▶ **Exercise goal**
Below are several records. Retype exactly those lines running from the one with "let mut ids: Vec<TargetId> = self" through the one with "without resume token.", end lines included, and no others.

[Collected data entries]
━━━━━━━━━━━━━━━━

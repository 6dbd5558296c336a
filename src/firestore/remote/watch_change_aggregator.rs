use std::collections::{BTreeMap, BTreeSet, HashMap};
use std::sync::Arc;

use crate::firestore::core::types::TargetId;
use crate::firestore::core::view_snapshot::ChangeType;
use crate::firestore::local::target_data::{TargetData, TargetPurpose};
use crate::firestore::model::{DocumentKey, MaybeDocument, NoDocument, SnapshotVersion};
use crate::firestore::remote::remote_event::{RemoteEvent, TargetChange};
use crate::firestore::remote::watch_change::{
    DocumentWatchChange, ExistenceFilterChange, TargetChangeState, WatchTargetChange,
};

/// What the aggregator needs to know about targets it does not own: which
/// documents the client already associates with a target, and the target's
/// metadata while it is being listened to.
pub trait TargetMetadataProvider: Send + Sync {
    fn remote_keys_for_target(&self, target_id: TargetId) -> BTreeSet<DocumentKey>;

    /// `None` once the target is no longer listened to.
    fn target_data_for_target(&self, target_id: TargetId) -> Option<TargetData>;
}

/// Accumulates watch changes between two global snapshots.
#[derive(Debug)]
struct TargetState {
    /// Add/remove requests sent but not yet acknowledged. Changes for a
    /// target with pending responses are ignored.
    pending_responses: i32,
    document_changes: BTreeMap<DocumentKey, ChangeType>,
    resume_token: Vec<u8>,
    current: bool,
    /// Starts out true so the first snapshot always reports the target.
    has_pending_changes: bool,
}

impl TargetState {
    fn new() -> Self {
        Self {
            pending_responses: 0,
            document_changes: BTreeMap::new(),
            resume_token: Vec::new(),
            current: false,
            has_pending_changes: true,
        }
    }

    fn is_pending(&self) -> bool {
        self.pending_responses != 0
    }

    fn update_resume_token(&mut self, token: &[u8]) {
        if !token.is_empty() {
            self.has_pending_changes = true;
            self.resume_token = token.to_vec();
        }
    }

    fn to_target_change(&self) -> TargetChange {
        let mut change = TargetChange {
            resume_token: self.resume_token.clone(),
            current: self.current,
            ..TargetChange::default()
        };
        for (key, change_type) in &self.document_changes {
            match change_type {
                ChangeType::Added => change.added_documents.insert(key.clone()),
                ChangeType::Modified | ChangeType::Metadata => {
                    change.modified_documents.insert(key.clone())
                }
                ChangeType::Removed => change.removed_documents.insert(key.clone()),
            };
        }
        change
    }

    fn clear_pending_changes(&mut self) {
        self.has_pending_changes = false;
        self.document_changes.clear();
    }

    fn add_document_change(&mut self, key: DocumentKey, change_type: ChangeType) {
        self.has_pending_changes = true;
        self.document_changes.insert(key, change_type);
    }

    fn remove_document_change(&mut self, key: &DocumentKey) {
        self.has_pending_changes = true;
        self.document_changes.remove(key);
    }

    fn mark_current(&mut self) {
        self.has_pending_changes = true;
        self.current = true;
    }
}

/// Turns the stream of watch changes into [`RemoteEvent`]s, one per
/// consistent global snapshot.
pub struct WatchChangeAggregator {
    metadata: Arc<dyn TargetMetadataProvider>,
    target_states: HashMap<TargetId, TargetState>,
    pending_document_updates: BTreeMap<DocumentKey, MaybeDocument>,
    pending_document_target_mapping: BTreeMap<DocumentKey, BTreeSet<TargetId>>,
    pending_target_resets: BTreeSet<TargetId>,
}

impl WatchChangeAggregator {
    pub fn new(metadata: Arc<dyn TargetMetadataProvider>) -> Self {
        Self {
            metadata,
            target_states: HashMap::new(),
            pending_document_updates: BTreeMap::new(),
            pending_document_target_mapping: BTreeMap::new(),
            pending_target_resets: BTreeSet::new(),
        }
    }

    pub fn handle_document_change(&mut self, change: DocumentWatchChange) {
        for target_id in &change.updated_target_ids {
            match &change.new_doc {
                Some(MaybeDocument::Document(doc)) => {
                    self.add_document_to_target(*target_id, MaybeDocument::Document(doc.clone()))
                }
                other => self.remove_document_from_target(*target_id, &change.key, other.clone()),
            }
        }
        for target_id in &change.removed_target_ids {
            self.remove_document_from_target(*target_id, &change.key, change.new_doc.clone());
        }
    }

    pub fn handle_target_change(&mut self, change: &WatchTargetChange) {
        for target_id in self.affected_targets(change) {
            match change.state {
                TargetChangeState::NoChange => {
                    if self.is_active_target(target_id) {
                        self.ensure_target_state(target_id)
                            .update_resume_token(&change.resume_token);
                    }
                }
                TargetChangeState::Added => {
                    let state = self.ensure_target_state(target_id);
                    state.pending_responses -= 1;
                    if !state.is_pending() {
                        // A fresh add; anything accumulated belonged to an
                        // earlier incarnation of the target.
                        state.clear_pending_changes();
                    }
                    state.update_resume_token(&change.resume_token);
                }
                TargetChangeState::Removed => {
                    let state = self.ensure_target_state(target_id);
                    state.pending_responses -= 1;
                    if !state.is_pending() {
                        self.remove_target(target_id);
                    }
                }
                TargetChangeState::Current => {
                    if self.is_active_target(target_id) {
                        let state = self.ensure_target_state(target_id);
                        state.mark_current();
                        state.update_resume_token(&change.resume_token);
                    }
                }
                TargetChangeState::Reset => {
                    if self.is_active_target(target_id) {
                        self.reset_target(target_id);
                        self.ensure_target_state(target_id)
                            .update_resume_token(&change.resume_token);
                    }
                }
            }
        }
    }

    fn affected_targets(&self, change: &WatchTargetChange) -> Vec<TargetId> {
        if !change.target_ids.is_empty() {
            return change.target_ids.clone();
        }
        let mut ids: Vec<TargetId> = self
            .target_states
            .keys()
            .copied()
            .filter(|id| self.is_active_target(*id))
            .collect();
        ids.sort_unstable();
        ids
    }

    /// Compares the backend's document count with the client's. A mismatch
    /// resets the target and flags it for a re-listen without resume token.
    pub fn handle_existence_filter(&mut self, change: ExistenceFilterChange) {
        let target_id = change.target_id;
        let Some(target_data) = self.target_data_for_active_target(target_id) else {
            return;
        };

        if target_data.target.is_document_target() {
            if change.count == 0 {
                // The document is gone. Synthesize a delete so limbo
                // resolution sees a definitive answer.
                if let Ok(key) = DocumentKey::from_path(target_data.target.path.clone()) {
                    let deleted = NoDocument::new(key.clone(), SnapshotVersion::min());
                    self.remove_document_from_target(target_id, &key, Some(deleted.into()));
                }
            } else if change.count != 1 {
                log::error!(
                    "single document existence filter for target {target_id} reported count {}",
                    change.count
                );
            }
        } else if self.current_document_count_for_target(target_id) != change.count {
            log::debug!(
                "existence filter mismatch for target {target_id}; expected {} documents",
                change.count
            );
            self.reset_target(target_id);
            self.pending_target_resets.insert(target_id);
        }
    }

    /// Converts everything accumulated so far into a remote event at
    /// `snapshot_version` and starts a new accumulation.
    pub fn create_remote_event(&mut self, snapshot_version: SnapshotVersion) -> RemoteEvent {
        let mut target_changes = BTreeMap::new();

        let mut target_ids: Vec<TargetId> = self.target_states.keys().copied().collect();
        target_ids.sort_unstable();
        for target_id in target_ids {
            let Some(target_data) = self.target_data_for_active_target(target_id) else {
                continue;
            };
            let current = self
                .target_states
                .get(&target_id)
                .map(|state| state.current)
                .unwrap_or(false);

            if current && target_data.target.is_document_target() {
                // A current document target without the document means the
                // document does not exist.
                if let Ok(key) = DocumentKey::from_path(target_data.target.path.clone()) {
                    if !self.pending_document_updates.contains_key(&key)
                        && !self.target_contains_document(target_id, &key)
                    {
                        let deleted = NoDocument::new(key.clone(), snapshot_version);
                        self.remove_document_from_target(target_id, &key, Some(deleted.into()));
                    }
                }
            }

            if let Some(state) = self.target_states.get_mut(&target_id) {
                if state.has_pending_changes {
                    target_changes.insert(target_id, state.to_target_change());
                    state.clear_pending_changes();
                }
            }
        }

        let mut resolved_limbo_documents = BTreeSet::new();
        for (key, targets) in &self.pending_document_target_mapping {
            let only_limbo_targets = targets.iter().all(|target_id| {
                self.target_data_for_active_target(*target_id)
                    .map_or(true, |data| data.purpose == TargetPurpose::LimboResolution)
            });
            if only_limbo_targets {
                resolved_limbo_documents.insert(key.clone());
            }
        }

        let event = RemoteEvent {
            snapshot_version,
            target_changes,
            target_mismatches: std::mem::take(&mut self.pending_target_resets),
            document_updates: std::mem::take(&mut self.pending_document_updates),
            resolved_limbo_documents,
        };
        self.pending_document_target_mapping.clear();
        event
    }

    /// Counts a request whose acknowledgement (an Added or Removed target
    /// change) is still outstanding.
    pub fn record_pending_target_request(&mut self, target_id: TargetId) {
        self.ensure_target_state(target_id).pending_responses += 1;
    }

    pub fn remove_target(&mut self, target_id: TargetId) {
        self.target_states.remove(&target_id);
    }

    fn add_document_to_target(&mut self, target_id: TargetId, doc: MaybeDocument) {
        if !self.is_active_target(target_id) {
            return;
        }
        let key = doc.key().clone();
        let change_type = if self.target_contains_document(target_id, &key) {
            ChangeType::Modified
        } else {
            ChangeType::Added
        };
        self.ensure_target_state(target_id)
            .add_document_change(key.clone(), change_type);
        self.pending_document_updates.insert(key.clone(), doc);
        self.pending_document_target_mapping
            .entry(key)
            .or_default()
            .insert(target_id);
    }

    /// `updated` is `None` when only the membership changed.
    fn remove_document_from_target(
        &mut self,
        target_id: TargetId,
        key: &DocumentKey,
        updated: Option<MaybeDocument>,
    ) {
        if !self.is_active_target(target_id) {
            return;
        }
        let contained = self.target_contains_document(target_id, key);
        let state = self.ensure_target_state(target_id);
        if contained {
            state.add_document_change(key.clone(), ChangeType::Removed);
        } else {
            // Entered and left before a snapshot was raised.
            state.remove_document_change(key);
        }
        self.pending_document_target_mapping
            .entry(key.clone())
            .or_default()
            .insert(target_id);
        if let Some(doc) = updated {
            self.pending_document_updates.insert(key.clone(), doc);
        }
    }

    fn current_document_count_for_target(&mut self, target_id: TargetId) -> usize {
        let change = self.ensure_target_state(target_id).to_target_change();
        let remote = self.metadata.remote_keys_for_target(target_id).len();
        (remote + change.added_documents.len()).saturating_sub(change.removed_documents.len())
    }

    /// Drops accumulated changes and synthesizes removals for every
    /// document the client associates with the target; watch re-adds the
    /// ones that still match before the next snapshot.
    fn reset_target(&mut self, target_id: TargetId) {
        self.target_states.insert(target_id, TargetState::new());
        for key in self.metadata.remote_keys_for_target(target_id) {
            self.remove_document_from_target(target_id, &key, None);
        }
    }

    fn ensure_target_state(&mut self, target_id: TargetId) -> &mut TargetState {
        self.target_states
            .entry(target_id)
            .or_insert_with(TargetState::new)
    }

    fn is_active_target(&self, target_id: TargetId) -> bool {
        let active = self.target_data_for_active_target(target_id).is_some();
        if !active {
            log::debug!("detected inactive target {target_id}");
        }
        active
    }

    fn target_data_for_active_target(&self, target_id: TargetId) -> Option<TargetData> {
        match self.target_states.get(&target_id) {
            Some(state) if state.is_pending() => None,
            _ => self.metadata.target_data_for_target(target_id),
        }
    }

    fn target_contains_document(&self, target_id: TargetId, key: &DocumentKey) -> bool {
        self.metadata.remote_keys_for_target(target_id).contains(key)
    }
}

━━━━━━━━━━━━━━━━

▶ **Solution to this problem**
        let mut ids: Vec<TargetId> = self
            .target_states
            .keys()
            .copied()
            .filter(|id| self.is_active_target(*id))
            .collect();
        ids.sort_unstable();
        ids
    }

    /// Compares the backend's document count with the client's. A mismatch
    /// resets the target and flags it for a re-listen without resume token.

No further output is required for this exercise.